But the tools today are really good, and plenty of posters on this forum have lived exactly the kind of life you want for your daughter. I’m sure you’ll be hearing from some of them. :slightly_smiling_face:

Hang in there, and post anytime. You can do this!

Hi @Dawn9413 and welcome to the forum. I don’t blame you in the least for being freaked out especially having been sent home with so much to learn. Thankfully her numbers are coming down and you have a CGM so you’ll know how things are going. It’s also great that you recognized the symptoms of DKA - or if you didn’t define it as such, you knew to get them checked right away.
I’ve been Type 1 since the early 1960s and am doing well - no complications. We didn’t even have BG meters until I was out of college, and pumps and CGMS followed several years later. So there’s great technology to help now, and a variety of insulins - your doctor will guide you on those.
Wishing you all the best in this new journey for you and your family. It is frightening especially since you’re starting at the base of the learning curve. Thankfully your daughter is old enough to communicate with you and learn too. My first suggestion is that you you find an endocrinologist who specializes in Type1 (endos have different specialties) in kids.
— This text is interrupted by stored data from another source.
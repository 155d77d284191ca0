//! Site Header Library
//!
//! Shared page header and prev/next navigation for a small multi-page site.
//! The header logic is exposed as a library so it can be driven from any
//! [`host::EventHost`]; the CLI drives it against in-memory documents.

pub mod cli;
pub mod commands;
pub mod config;
pub mod document;
pub mod error;
pub mod header;
pub mod host;
pub mod navigation;
pub mod output;
pub mod pages;
pub mod render;
pub mod resolver;
pub mod types;

// Re-exports for convenience
pub use cli::{Cli, Commands};
pub use config::Config;
pub use document::StaticDocument;
pub use error::{CliError, Result};
pub use header::Header;
pub use output::{OutputFormat, OutputFormatter};
pub use pages::PageRegistry;

use commands::Execute;
use types::CommandResponse;

// =============================================================================
// Main Entry Point
// =============================================================================

/// Run the CLI with parsed arguments
///
/// Errors are reported through the output formatter, so `-o json` callers
/// get a failure envelope; the error is still returned for the exit code.
pub fn run(cli: Cli) -> Result<()> {
    let formatter = OutputFormatter::new(cli.output);

    match dispatch(cli) {
        Ok(response) => formatter.print_response(&response),
        Err(e) => {
            formatter.print_response(&CommandResponse::failure(&e))?;
            Err(e)
        }
    }
}

fn dispatch(cli: Cli) -> Result<CommandResponse> {
    // 1. Load configuration, letting --pages win over the environment
    let config = config::load_config().with_pages_file(cli.pages);

    // 2. Build the header for the configured site
    let header = Header::from_config(&config)?;
    let ctx = commands::CommandContext::new(header);

    // 3. Match on command and execute
    match cli.command {
        Commands::Pages => commands::PagesCommand::default().execute(&ctx),
        Commands::Current(args) => commands::CurrentCommand::new(args.path).execute(&ctx),
        Commands::Neighbors(args) => commands::NeighborsCommand::new(args.path).execute(&ctx),
        Commands::Render(args) => commands::RenderCommand::new(args.path).execute(&ctx),
        Commands::Navigate(args) => commands::NavigateCommand::new(args.page).execute(&ctx),
        Commands::Key(args) => commands::KeyCommand::new(args.path, args.key).execute(&ctx),
        Commands::Inject(args) => {
            commands::InjectCommand::new(args.file, args.path, args.in_place).execute(&ctx)
        }
    }
}

/// Install a stderr log subscriber
///
/// `RUST_LOG` takes precedence; otherwise `verbose` selects debug over warn.
pub fn init_logging(verbose: bool) {
    use tracing_subscriber::EnvFilter;

    let default_level = if verbose { "debug" } else { "warn" };
    let filter =
        EnvFilter::try_from_default_env().unwrap_or_else(|_| EnvFilter::new(default_level));

    // a subscriber may already be set when embedded; keep the existing one
    let _ = tracing_subscriber::fmt()
        .with_env_filter(filter)
        .with_writer(std::io::stderr)
        .with_target(false)
        .try_init();
}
An office with a diabetes nurse educator is great because as the title suggests, that person can work closely with you on education and may be more result available to answer questions.
I’m glad you found the forum. You’ll find lots of support and can read posts from parents who started off where you are and have climbed and continued to climb that learning curve and gained confidence in the process.
You’ll see lots of suggestions on the forum that come from experience, but we’re not medical professionals so get definitive guidance on what to do from your doctor.
That’s enough rambling for now. You, your daughter and your family, take care. You’re in my thoughts and prayers.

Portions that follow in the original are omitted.